Seeing a handful of mid-range repeats at a hard effort on the training schedule is the type of workout that will keep some runners up at night—and for good reason! The hard truth is these types of sessions really sting and you can’t fake your way through ’em. (n.b. This was me in college when we had repeat Ks or 1200s on tap!) If you’re doing them right, they’ll set your legs and lungs on fire, make you breathe rather erratically, and leave you bent over with your hands on your knees when you’re finished. (If this sounds terrible, the good news is you don’t have to do this type of workout more than once a week, or even every other week, to reap the benefits.) The 4 x 4 is a simple and straightforward workout that will launch your fitness to a new level, but you will have to earn it. Here are the details:
What: 4 x 4 minutes @ 3K-5K effort/pace (8/10 RPE, i.e. hard but not quite all-out) w/2-4′ walk-jogging recovery between reps. (Early in a training block I like to keep the recovery on the longer side and tighten it up as we gain fitness and training gets more specific.)
Why: This is a challenging workout that will improve your aerobic capacity, efficiency, focus, and confidence. If done right, four reps will be plenty for most people—you can do a fifth rep if you’ve built up to it over the course of a few months and can maintain the intensity for one more.
Warmup/Cooldown: Warm up before the workout with 15-30 minutes of easy running followed by a set of drills and 4-6 x 20-second strides (i.e., accelerate for 5 seconds, spend the next 10 seconds at near-top speed, and then gradually decelerate to a jog over the final 5 seconds. Catch your breath for 40-60 seconds and then repeat 3-5 more times). Cool down after the workout with 5-15 minutes of easy running.
Where: Anywhere! You can do this workout on the track but I like to take it to the roads, trails, or grass where there’s some variety to the terrain that makes trying to hit a specific pace irrelevant. You can also do it on the treadmill if you aren’t able to get outside.

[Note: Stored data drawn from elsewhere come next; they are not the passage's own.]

/*
 *
 *
 *
 *
 * MIT License
 * Copyright (c) 2025. Dwight J. Browne
 * dwight[-at-]dwightjbrowne[-dot-]com
 *
 *
 * Permission is hereby granted, free of charge, to any person obtaining a copy
 * of this software and associated documentation files (the "Software"), to deal
 * in the Software without restriction, including without limitation the rights
 * to use, copy, modify, merge, publish, distribute, sublicense, and/or sell
 * copies of the Software, and to permit persons to whom the Software is
 * furnished to do so, subject to the following conditions:
 *
 * The above copyright notice and this permission notice shall be included in all
 * copies or substantial portions of the Software.
 *
 * THE SOFTWARE IS PROVIDED "AS IS", WITHOUT WARRANTY OF ANY KIND, EXPRESS OR
 * IMPLIED, INCLUDING BUT NOT LIMITED TO THE WARRANTIES OF MERCHANTABILITY,
 * FITNESS FOR A PARTICULAR PURPOSE AND NONINFRINGEMENT. IN NO EVENT SHALL THE
 * AUTHORS OR COPYRIGHT HOLDERS BE LIABLE FOR ANY CLAIM, DAMAGES OR OTHER
 * LIABILITY, WHETHER IN AN ACTION OF CONTRACT, TORT OR OTHERWISE, ARISING FROM,
 * OUT OF OR IN CONNECTION WITH THE SOFTWARE OR THE USE OR OTHER DEALINGS IN THE
 * SOFTWARE.
 */

//! Enumerations that shape a price history request.
//!
//! The integer discriminants are part of the C ABI and must not be reordered.

use crate::error::{Error, Result};
use serde::{Deserialize, Serialize};

/// Granularity of each candle in the response
#[derive(Debug, Clone, Copy, PartialEq, Eq, Hash, PartialOrd, Ord, Serialize, Deserialize)]
#[serde(rename_all = "lowercase")]
#[repr(i32)]
pub enum FrequencyType {
  Minute = 0,
  Daily = 1,
  Weekly = 2,
  Monthly = 3,
}

impl FrequencyType {
  /// Every frequency type, in discriminant order
  pub const ALL: [FrequencyType; 4] =
    [FrequencyType::Minute, FrequencyType::Daily, FrequencyType::Weekly, FrequencyType::Monthly];

  /// Name used on the wire
  pub const fn as_str(self) -> &'static str {
    match self {
      FrequencyType::Minute => "minute",
      FrequencyType::Daily => "daily",
      FrequencyType::Weekly => "weekly",
      FrequencyType::Monthly => "monthly",
    }
  }
}

impl std::fmt::Display for FrequencyType {
  fn fmt(&self, f: &mut std::fmt::Formatter<'_>) -> std::fmt::Result {
    f.write_str(self.as_str())
  }
}

impl std::str::FromStr for FrequencyType {
  type Err = Error;

  fn from_str(s: &str) -> Result<Self> {
    match s.trim().to_lowercase().as_str() {
      "minute" => Ok(FrequencyType::Minute),
      "daily" => Ok(FrequencyType::Daily),
      "weekly" => Ok(FrequencyType::Weekly),
      "monthly" => Ok(FrequencyType::Monthly),
      other => Err(Error::invalid(format!("unknown frequency type({})", other))),
    }
  }
}

impl TryFrom<i32> for FrequencyType {
  type Error = Error;

  fn try_from(value: i32) -> Result<Self> {
    Self::ALL
      .into_iter()
      .find(|v| *v as i32 == value)
      .ok_or_else(|| Error::invalid(format!("invalid FrequencyType enum value({})", value)))
  }
}

/// Unit of the window a period request covers
#[derive(Debug, Clone, Copy, PartialEq, Eq, Hash, PartialOrd, Ord, Serialize, Deserialize)]
#[serde(rename_all = "lowercase")]
#[repr(i32)]
pub enum PeriodType {
  Day = 0,
  Month = 1,
  Year = 2,
  /// Year to date
  Ytd = 3,
}

impl PeriodType {
  /// Every period type, in discriminant order
  pub const ALL: [PeriodType; 4] =
    [PeriodType::Day, PeriodType::Month, PeriodType::Year, PeriodType::Ytd];

  /// Name used on the wire
  pub const fn as_str(self) -> &'static str {
    match self {
      PeriodType::Day => "day",
      PeriodType::Month => "month",
      PeriodType::Year => "year",
      PeriodType::Ytd => "ytd",
    }
  }
}

impl std::fmt::Display for PeriodType {
  fn fmt(&self, f: &mut std::fmt::Formatter<'_>) -> std::fmt::Result {
    f.write_str(self.as_str())
  }
}

impl std::str::FromStr for PeriodType {
  type Err = Error;

  fn from_str(s: &str) -> Result<Self> {
    match s.trim().to_lowercase().as_str() {
      "day" => Ok(PeriodType::Day),
      "month" => Ok(PeriodType::Month),
      "year" => Ok(PeriodType::Year),
      "ytd" => Ok(PeriodType::Ytd),
      other => Err(Error::invalid(format!("unknown period type({})", other))),
    }
  }
}

impl TryFrom<i32> for PeriodType {
  type Error = Error;

  fn try_from(value: i32) -> Result<Self> {
    Self::ALL
      .into_iter()
      .find(|v| *v as i32 == value)
      .ok_or_else(|| Error::invalid(format!("invalid PeriodType enum value({})", value)))
  }
}
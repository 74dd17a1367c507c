//! Software IEEE-754 single-precision arithmetic.
//!
//! This crate emulates binary32 floating-point values and arithmetic using only
//! integer and bit manipulation. It provides:
//! 1. **Layout:** Field widths and bias of a format, validated at definition time.
//! 2. **Values:** [`SoftFloat`], a 32-bit representation with field accessors and mutators.
//! 3. **Classification:** Zero, subnormal, normal, infinity and NaN detection.
//! 4. **Arithmetic:** Addition, subtraction and multiplication, including the
//!    split multiplier with round-to-nearest, ties-to-even.
//! 5. **Formatting:** A deterministic ASCII scientific rendering for debugging.
//! 6. **Scenarios:** Single-operation checks against native results, driven by [`Config`].
//!
//! ```
//! use mantissa_core::SoftF32;
//!
//! let product = SoftF32::from(4.20_f32) * SoftF32::from(10.0_f32);
//! assert_eq!(f32::from(product), 42.0);
//! assert_eq!(product.ascii_scientific(), "1.3125x2^5");
//! ```

/// Addition, subtraction, multiplication and operator overloads.
pub mod arith;
/// Value classification (zero, subnormal, normal, infinity, NaN).
pub mod classify;
/// Demonstration driver configuration (defaults, JSON loading).
pub mod config;
/// Error types for layout validation and configuration loading.
pub mod error;
/// ASCII scientific formatting.
pub mod format;
/// Bit layout of a floating-point format.
pub mod layout;
/// Renormalization and encoding of raw magnitudes.
pub mod normalize;
/// Single-operation scenarios checked against native arithmetic.
pub mod scenario;
/// The 32-bit backed value type and its field accessors.
pub mod value;

/// Result of classifying a value.
pub use crate::classify::Class;
/// Root configuration type; use `Config::default()` or deserialize from JSON.
pub use crate::config::Config;
/// Error types.
pub use crate::error::{ConfigError, LayoutError};
/// Layout description, format trait and the binary32 format.
pub use crate::layout::{Binary32, BitLayout, Format};
/// Scenario types.
pub use crate::scenario::{Op, Outcome, Scenario};
/// Value type and the binary32 alias.
pub use crate::value::{SoftF32, SoftFloat};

When: This is a great workout for half-marathoners, marathoners, and ultrarunners early in a training block when they’re working on developing a high level of fitness but not getting too specific with their key workouts just yet. For athletes focusing on 5K-10K distances, it can serve as a challenging race-specific session. Either way, this is a workout that you can use as a benchmark session once every few weeks to see how your fitness has progressed.